MiDAR’s core tools, accessible also to those with limited R experience, allow analysts to annotate, inspect, and process data. This includes importing data and metadata from various file formats, managing and organizing data with integrity checks, performing processing tasks such as quantification, drift/batch correction, and applying QC-based feature filtering. Users can assess data quality using QC metrics and diagnostic plots, and share both raw and processed data along with the entire processing workflow for further analyses and documentation.

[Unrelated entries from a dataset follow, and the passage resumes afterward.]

use chrono::{DateTime, Utc};
use diesel::prelude::*;
use uuid::Uuid;

use crate::schema::{attendance_records, builders, event_allocations, events};

#[derive(Queryable, Selectable, Insertable, Clone, Debug, PartialEq, Eq)]
#[diesel(table_name = events)]
#[diesel(check_for_backend(diesel::pg::Pg))]
pub struct EventRow {
    pub id: Uuid,
    pub event_name: String,
    pub event_type: String,
    pub start_time: DateTime<Utc>,
    pub end_time: DateTime<Utc>,
    pub status: String,
    pub notes: Option<String>,
    pub created_at: DateTime<Utc>,
}

/// `None` leaves a column alone; `notes: Some(None)` clears the notes.
#[derive(AsChangeset, Clone, Debug, Default)]
#[diesel(table_name = events)]
pub struct EventChangeset {
    pub event_name: Option<String>,
    pub event_type: Option<String>,
    pub start_time: Option<DateTime<Utc>>,
    pub end_time: Option<DateTime<Utc>>,
    pub status: Option<String>,
    pub notes: Option<Option<String>>,
}

impl EventChangeset {
    #[must_use]
    pub const fn is_empty(&self) -> bool {
        self.event_name.is_none()
            && self.event_type.is_none()
            && self.start_time.is_none()
            && self.end_time.is_none()
            && self.status.is_none()
            && self.notes.is_none()
    }

    pub fn apply(self, row: &mut EventRow) {
        if let Some(event_name) = self.event_name {
            row.event_name = event_name;
        }
        if let Some(event_type) = self.event_type {
            row.event_type = event_type;
        }
        if let Some(start_time) = self.start_time {
            row.start_time = start_time;
        }
        if let Some(end_time) = self.end_time {
            row.end_time = end_time;
        }
        if let Some(status) = self.status {
            row.status = status;
        }
        if let Some(notes) = self.notes {
            row.notes = notes;
        }
    }
}

#[derive(Default, Clone, Debug)]
pub struct EventFilter {
    pub event_type: Option<String>,
    pub status: Option<String>,
}

#[derive(Queryable, Selectable, Insertable, Clone, Debug, PartialEq, Eq)]
#[diesel(table_name = builders)]
#[diesel(check_for_backend(diesel::pg::Pg))]
pub struct BuilderRow {
    pub id: Uuid,
    pub name: String,
    pub builder_number: i32,
    pub builder_type: String,
    pub department: Option<String>,
    pub email: Option<String>,
    pub registration_number: Option<String>,
    pub created_at: DateTime<Utc>,
}

#[derive(Queryable, Selectable, Insertable, Clone, Debug, PartialEq, Eq)]
#[diesel(table_name = event_allocations)]
#[diesel(check_for_backend(diesel::pg::Pg))]
pub struct AllocationRow {
    pub id: Uuid,
    pub event_id: Uuid,
    pub builder_id: Uuid,
    pub time_slot_start: DateTime<Utc>,
    pub time_slot_end: DateTime<Utc>,
    pub section: Option<String>,
    pub created_at: DateTime<Utc>,
}

#[derive(Queryable, Selectable, Insertable, Clone, Debug, PartialEq, Eq)]
#[diesel(table_name = attendance_records)]
#[diesel(check_for_backend(diesel::pg::Pg))]
pub struct AttendanceRow {
    pub id: Uuid,
    pub event_id: Uuid,
    pub builder_id: Uuid,
    pub time_slot_start: DateTime<Utc>,
    pub status: String,
    pub notes: Option<String>,
    pub marked_at: DateTime<Utc>,
}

MiDAR also serves as a software library for building robust and scalable data processing pipelines.

Getting Started

Visit the MiDAR Documentation page (https://slinghub.github.io/midar) for a detailed introduction and comprehensive documentation on this package.

Installation

if (!require("pak")) install.packages("pak")
pak::pkg_install("SLINGhub/midar")

Example Workflow

# Path of example files included with this package
dir_path <- system.file("extdata",  package = "midar")

# Create a MidarExperiment object
mexp <- MidarExperiment()

# Load data and metadata
mexp <- import_data_mrmkit(mexp,
                           path = file.path(dir_path, "MRMkit_demo.tsv"),
                           import_metadata = TRUE)
#>  Imported 499 analyses with 28 features
#>  `feature_area` selected as default feature intensity. Modify with `set_intensity_var()`.
#>  Analysis metadata associated with 499 analyses.
#>  Feature metadata associated with 28 features.

mexp <- import_metadata_analyses(mexp, 
                                 path = file.path(dir_path, "MRMkit_AnalysesAnnot.csv"), 
                                 ignore_warnings = T)
#>  Analysis metadata associated with 499 analyses.
#>  Feature metadata associated with 28 features.
mexp <- import_metadata_istds(mexp, 
                              path = file.path(dir_path, "MRMkit_ISTDconc.csv"))
#>  Analysis metadata associated with 499 analyses.
#>  Feature metadata associated with 28 features.
#>  Internal Standard metadata associated with 9 ISTDs.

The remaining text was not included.